Exact copies of the line with "image.set_query(None);" and of all lines after it through the end of the entries are required, and no other lines.
-=-=-
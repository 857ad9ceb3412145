//! Structured field extraction from a rendered article page.
//!
//! Two fields gate storage: an article without a usable story image or without
//! a machine-readable publish time yields `None`. A missing headline becomes
//! `"N/A"`, and a publish time in an unexpected format is kept raw with no
//! parsed value.

use super::fetcher::PageFetcher;
use super::{SiteProfile, element_text};
use crate::models::ArticleRecord;
use chrono::{DateTime, NaiveDateTime, Utc};
use once_cell::sync::Lazy;
use regex::Regex;
use scraper::Html;
use tracing::{debug, instrument, warn};
use url::Url;

/// The one publish-time format the site emits, e.g. `2025-06-01T14:30:00.000Z`.
///
/// chrono treats `%.f` as optional when parsing; [`parse_published`] also
/// requires the fractional seconds.
pub const PUBLISHED_FORMAT: &str = "%Y-%m-%dT%H:%M:%S%.fZ";

static FRACTIONAL_UTC: Lazy<Regex> = Lazy::new(|| {
    Regex::new(r"^\d{4}-\d{2}-\d{2}T\d{2}:\d{2}:\d{2}\.\d{1,9}Z$").expect("valid timestamp regex")
});

/// Fetch `url` and extract it. Fetch failures and failed gates yield `None`.
#[instrument(level = "info", skip(fetcher, site))]
pub async fn extract<F: PageFetcher>(
    fetcher: &mut F,
    site: &SiteProfile,
    url: &str,
    category: &str,
    relative_time: &str,
) -> Option<ArticleRecord> {
    let html = match fetcher.fetch(url).await {
        Ok(html) => html,
        Err(e) => {
            warn!(error = %e, "Article fetch failed; skipping");
            return None;
        }
    };
    parse_article(&html, site, url, category, relative_time)
}

/// Extract an [`ArticleRecord`] from article HTML.
pub fn parse_article(
    html: &str,
    site: &SiteProfile,
    url: &str,
    category: &str,
    relative_time: &str,
) -> Option<ArticleRecord> {
    let document = Html::parse_document(html);
    let selectors = &site.selectors;

    let headline = document
        .select(&selectors.headline)
        .next()
        .map(element_text)
        .filter(|h| !h.is_empty())
        .unwrap_or_else(|| "N/A".to_string());

    let Some(image) = document
        .select(&selectors.story_image)
        .filter_map(|img| img.value().attr("src"))
        .find_map(|src| normalize_image_url(src, url))
    else {
        warn!(%url, "No story image; skipping article");
        return None;
    };

    let description = document
        .select(&selectors.article_text)
        .filter(|p| p.select(&selectors.caption_marker).next().is_none())
        .map(element_text)
        .filter(|text| !text.is_empty())
        .collect::<Vec<_>>()
        .join(" ");

    let Some(time) = document.select(&selectors.published_time).find(|t| {
        t.value()
            .attr("datetime")
            .is_some_and(|raw| !raw.trim().is_empty())
    }) else {
        warn!(%url, "No machine-readable publish time; skipping article");
        return None;
    };
    let published_datetime = time.value().attr("datetime").unwrap_or_default().trim().to_string();
    let published_text = element_text(time);
    let published_at = parse_published(&published_datetime);
    if published_at.is_none() {
        debug!(%url, raw = %published_datetime, "Publish time not in expected format");
    }

    Some(ArticleRecord {
        url: url.to_string(),
        headline,
        image,
        description,
        category: category.to_string(),
        published_at,
        post_date: published_at.map(|t| t.date_naive()),
        published_datetime,
        published_text,
        published_relative_time: relative_time.to_string(),
    })
}

/// Parse a publish timestamp in [`PUBLISHED_FORMAT`] as UTC.
pub fn parse_published(raw: &str) -> Option<DateTime<Utc>> {
    if !FRACTIONAL_UTC.is_match(raw) {
        return None;
    }
    NaiveDateTime::parse_from_str(raw, PUBLISHED_FORMAT)
        .ok()
        .map(|naive| naive.and_utc())
}

/// Resolve an image `src` against the page and keep only scheme, host, and path.
///
/// Non-HTTP sources (inline `data:` placeholders and the like) are rejected.
pub fn normalize_image_url(src: &str, page_url: &str) -> Option<String> {
    let src = src.trim();
    if src.is_empty() {
        return None;
    }
    let mut image = match Url::parse(page_url) {
        Ok(page) => page.join(src).ok()?,
        Err(_) => Url::parse(src).ok()?,
    };
    if !matches!(image.scheme(), "http" | "https") || image.host_str().is_none() {
        return None;
    }
    image.set_query(None);
    image.set_fragment(None);
    Some(image.into())
}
-=-=-
## RESULT FOR THIS TASK
    image.set_query(None);
    image.set_fragment(None);
    Some(image.into())
}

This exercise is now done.